**Activity**.
When a line of the entries contains "enum", please list that line.

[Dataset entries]
________________________________________

//! Scheduled operation records and their lifecycle.
//!
//! State machine:
//!
//! ```text
//!   PENDING ──(window opens)──> ACTIVE ──(window elapsed)──> COMPLETED
//!      │
//!      └──(cancel)──> CANCELLED
//! ```
//!
//! `status` follows the wall clock only. Whether the remote side actually
//! started or stopped anything is tracked separately in [`RemoteState`].

use chrono::{DateTime, Duration, Utc};
use serde::{Deserialize, Serialize};

use crate::gateway::RecordingKind;

/// What a scheduled operation records.
pub type OpType = RecordingKind;

#[derive(Debug, Clone, Copy, PartialEq, Eq, Hash, Serialize, Deserialize)]
#[serde(rename_all = "lowercase")]
pub enum OperationStatus {
    Pending,
    Active,
    Completed,
    Cancelled,
}

impl OperationStatus {
    /// The only legal edges are Pending→Active, Active→Completed and
    /// Pending→Cancelled.
    pub fn can_transition_to(&self, to: &OperationStatus) -> bool {
        matches!(
            (self, to),
            (OperationStatus::Pending, OperationStatus::Active)
                | (OperationStatus::Active, OperationStatus::Completed)
                | (OperationStatus::Pending, OperationStatus::Cancelled)
        )
    }

    pub fn is_terminal(&self) -> bool {
        matches!(self, OperationStatus::Completed | OperationStatus::Cancelled)
    }

    pub fn as_str(&self) -> &'static str {
        match self {
            OperationStatus::Pending => "pending",
            OperationStatus::Active => "active",
            OperationStatus::Completed => "completed",
            OperationStatus::Cancelled => "cancelled",
        }
    }
}

impl std::fmt::Display for OperationStatus {
    fn fmt(&self, f: &mut std::fmt::Formatter<'_>) -> std::fmt::Result {
        f.pad(self.as_str())
    }
}

/// Error returned when an illegal status edge is attempted.
#[derive(Debug, Clone, PartialEq, Eq)]
pub struct OperationTransitionError {
    pub from: OperationStatus,
    pub to: OperationStatus,
}

impl std::fmt::Display for OperationTransitionError {
    fn fmt(&self, f: &mut std::fmt::Formatter<'_>) -> std::fmt::Result {
        write!(f, "invalid status transition: {} -> {}", self.from, self.to)
    }
}

impl std::error::Error for OperationTransitionError {}

/// Remote call the engine asks its caller to perform.
#[derive(Debug, Clone, Copy, PartialEq, Eq, Serialize, Deserialize)]
#[serde(rename_all = "lowercase")]
pub enum RemoteAction {
    Start,
    Stop,
}

impl std::fmt::Display for RemoteAction {
    fn fmt(&self, f: &mut std::fmt::Formatter<'_>) -> std::fmt::Result {
        f.pad(match self {
            RemoteAction::Start => "start",
            RemoteAction::Stop => "stop",
        })
    }
}

/// Progress of one remote call.
#[derive(Debug, Clone, Copy, Default, PartialEq, Eq, Serialize, Deserialize)]
#[serde(rename_all = "camelCase")]
pub enum CallState {
    #[default]
    NotIssued,
    InFlight,
    Confirmed,
    Failed,
}

#[derive(Debug, Clone, PartialEq, Eq, Serialize, Deserialize)]
#[serde(rename_all = "camelCase")]
pub struct RemoteFailure {
    pub action: RemoteAction,
    /// [`GatewayError::kind`](crate::GatewayError::kind), or `local` when
    /// the call was never made.
    pub kind: String,
    pub detail: String,
    pub at: DateTime<Utc>,
}

/// Remote-side confirmation, kept apart from the wall-clock status.
#[derive(Debug, Clone, Default, PartialEq, Eq, Serialize, Deserialize)]
#[serde(rename_all = "camelCase")]
pub struct RemoteState {
    #[serde(default)]
    pub start: CallState,
    #[serde(default)]
    pub stop: CallState,
    #[serde(default, skip_serializing_if = "Option::is_none")]
    pub recording_id: Option<String>,
    #[serde(default, skip_serializing_if = "Option::is_none")]
    pub artifact_ref: Option<String>,
    #[serde(default, skip_serializing_if = "Option::is_none")]
    pub last_error: Option<RemoteFailure>,
}

impl RemoteState {
    pub fn start_confirmed(&self) -> bool {
        self.start == CallState::Confirmed
    }

    pub fn stop_confirmed(&self) -> bool {
        self.stop == CallState::Confirmed
    }

    pub fn in_flight(&self) -> bool {
        self.start == CallState::InFlight || self.stop == CallState::InFlight
    }
}

/// A time-boxed remote recording.
///
/// Serialized as
/// `{id, deviceId, type, scheduledDateTime, duration, note?, status, createdAt, remote}`.
#[derive(Debug, Clone, PartialEq, Serialize, Deserialize)]
#[serde(rename_all = "camelCase")]
pub struct ScheduledOperation {
    pub id: String,
    pub device_id: String,
    #[serde(rename = "type")]
    pub op_type: OpType,
    #[serde(rename = "scheduledDateTime")]
    pub scheduled_at: DateTime<Utc>,
    #[serde(rename = "duration")]
    pub duration_minutes: u32,
    #[serde(default, skip_serializing_if = "Option::is_none")]
    pub note: Option<String>,
    pub status: OperationStatus,
    pub created_at: DateTime<Utc>,
    #[serde(default)]
    pub remote: RemoteState,
}

impl ScheduledOperation {
    /// End of the recording window.
    pub fn ends_at(&self) -> DateTime<Utc> {
        self.scheduled_at
            .checked_add_signed(Duration::minutes(i64::from(self.duration_minutes)))
            .unwrap_or(DateTime::<Utc>::MAX_UTC)
    }

    pub fn window_open(&self, now: DateTime<Utc>) -> bool {
        now >= self.scheduled_at
    }

    pub fn window_elapsed(&self, now: DateTime<Utc>) -> bool {
        now > self.ends_at()
    }

    pub(crate) fn transition_to(
        &mut self,
        to: OperationStatus,
    ) -> Result<(), OperationTransitionError> {
        if !self.status.can_transition_to(&to) {
            return Err(OperationTransitionError {
                from: self.status,
                to,
            });
        }
        self.status = to;
        Ok(())
    }

    pub(crate) fn record_failure(
        &mut self,
        action: RemoteAction,
        kind: &str,
        detail: impl Into<String>,
        at: DateTime<Utc>,
    ) {
        match action {
            RemoteAction::Start => self.remote.start = CallState::Failed,
            RemoteAction::Stop => self.remote.stop = CallState::Failed,
        }
        self.remote.last_error = Some(RemoteFailure {
            action,
            kind: kind.to_string(),
            detail: detail.into(),
            at,
        });
    }
}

________________________________________

**Response to the task**.
pub enum OperationStatus {
pub enum RemoteAction {
pub enum CallState {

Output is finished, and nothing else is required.